Today's Globe: hospital error costs, skin cancer immunotherapy, gastric bypass and cancer, doctors disciplined, psoriasis drug, healthcare reform, June Bradlaw
Hospitals and doctors who operate on the wrong limb or give a dangerous dose of medication will no longer be able to bill the state of Massachusetts or its largest private health insurer for costs related to fixing the error, health authorities announced yesterday.
An Oregon man, given less than a year to live, had a complete remission of advanced deadly skin cancer after an experimental treatment that revved up his immune system to fight the tumors.
Gastric bypass surgery, a treatment for obesity that is already known to reduce heart disease and diabetes, decreases the incidence of cancer by 80 percent over the five years following the procedure, Canadian researchers reported yesterday.
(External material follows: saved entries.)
use std::path::PathBuf;

use hesswire::hessian::{Fault, Message, ReplyBody, Result, Value, parse};

/// Maximum nesting depth rendered before truncation. Decoded graphs may be
/// self-referential, so rendering must not follow them indefinitely.
const MAX_PRINT_DEPTH: u32 = 32;

/// Parse a message file and print the whole envelope as JSON.
pub fn run(path: PathBuf) -> Result<()> {
	let bytes = std::fs::read(&path)?;
	let message = parse(&bytes)?;

	let payload = match &message {
		Message::Call(call) => serde_json::json!({
			"envelope": "call",
			"method": call.method,
			"headers": headers_to_json(&call.headers),
			"args": call.args.iter().map(|arg| value_to_json(arg, 0)).collect::<Vec<_>>(),
		}),
		Message::Reply(reply) => match &reply.body {
			ReplyBody::Value(value) => serde_json::json!({
				"envelope": "reply",
				"headers": headers_to_json(&reply.headers),
				"result": value_to_json(value, 0),
			}),
			ReplyBody::Fault(fault) => serde_json::json!({
				"envelope": "reply",
				"headers": headers_to_json(&reply.headers),
				"fault": fault_to_json(fault),
			}),
		},
	};

	emit_json(&payload);
	Ok(())
}

fn headers_to_json(headers: &[(String, Value)]) -> serde_json::Value {
	let entries: Vec<serde_json::Value> = headers
		.iter()
		.map(|(name, value)| {
			serde_json::json!({
				"name": name,
				"value": value_to_json(value, 0),
			})
		})
		.collect();
	serde_json::Value::Array(entries)
}

fn fault_to_json(fault: &Fault) -> serde_json::Value {
	serde_json::json!({
		"code": fault.code,
		"message": fault.message,
		"detail": fault.detail.as_ref().map(|detail| value_to_json(detail, 0)),
	})
}

fn value_to_json(value: &Value, depth: u32) -> serde_json::Value {
	use serde_json::{Map, Value as JsonValue};

	if depth > MAX_PRINT_DEPTH {
		return JsonValue::String("<max depth>".to_owned());
	}

	match value {
		Value::Null => JsonValue::Null,
		Value::Bool(v) => serde_json::json!(v),
		Value::Int(v) => serde_json::json!(v),
		Value::Long(v) => serde_json::json!(v),
		Value::Double(v) => serde_json::json!(v),
		Value::Date(millis) => serde_json::json!({ "date_ms": millis }),
		Value::String(v) => serde_json::json!(v),
		Value::Binary(v) => {
			let bytes: Vec<JsonValue> = v.iter().map(|item| serde_json::json!(item)).collect();
			JsonValue::Array(bytes)
		}
		Value::List(list) => {
			let items: Vec<JsonValue> = list
				.borrow()
				.elements
				.iter()
				.map(|item| value_to_json(item, depth + 1))
				.collect();
			JsonValue::Array(items)
		}
		Value::Map(map) => {
			let entries: Vec<JsonValue> = map
				.borrow()
				.entries
				.iter()
				.map(|(key, entry)| {
					JsonValue::Array(vec![value_to_json(key, depth + 1), value_to_json(entry, depth + 1)])
				})
				.collect();
			JsonValue::Array(entries)
		}
		Value::Object(object) => {
			let object = object.borrow();
			let fields: Map<String, JsonValue> = object
				.fields
				.iter()
				.map(|(name, field)| (name.clone(), value_to_json(field, depth + 1)))
				.collect();

			let mut out = Map::new();
			out.insert("type".to_owned(), serde_json::json!(object.type_name));
			out.insert("fields".to_owned(), JsonValue::Object(fields));
			JsonValue::Object(out)
		}
		Value::Remote(remote) => serde_json::json!({
			"remote": remote.type_name,
			"url": remote.url,
		}),
	}
}

fn emit_json(payload: &impl serde::Serialize) {
	match serde_json::to_string_pretty(payload) {
		Ok(text) => println!("{text}"),
		Err(err) => eprintln!("error: failed to render json: {err}"),
	}
}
The state's Board of Registration in Medicine took disciplinary action against three medical doctors yesterday, the board announced: Dr. Michael R. Brown, Dr. Howard R. Spivak, and Dr. William S. Friedman (second item).
A Food and Drug Administration panel said Amgen Inc.'s drug Enbrel should be approved to treat children with psoriasis, a serious skin disease (seventh item).
US Health and Human Services Secretary Michael Leavitt needs to quickly extend special Medicaid funding so that the state's landmark healthcare initiative can continue, a Globe editorial says.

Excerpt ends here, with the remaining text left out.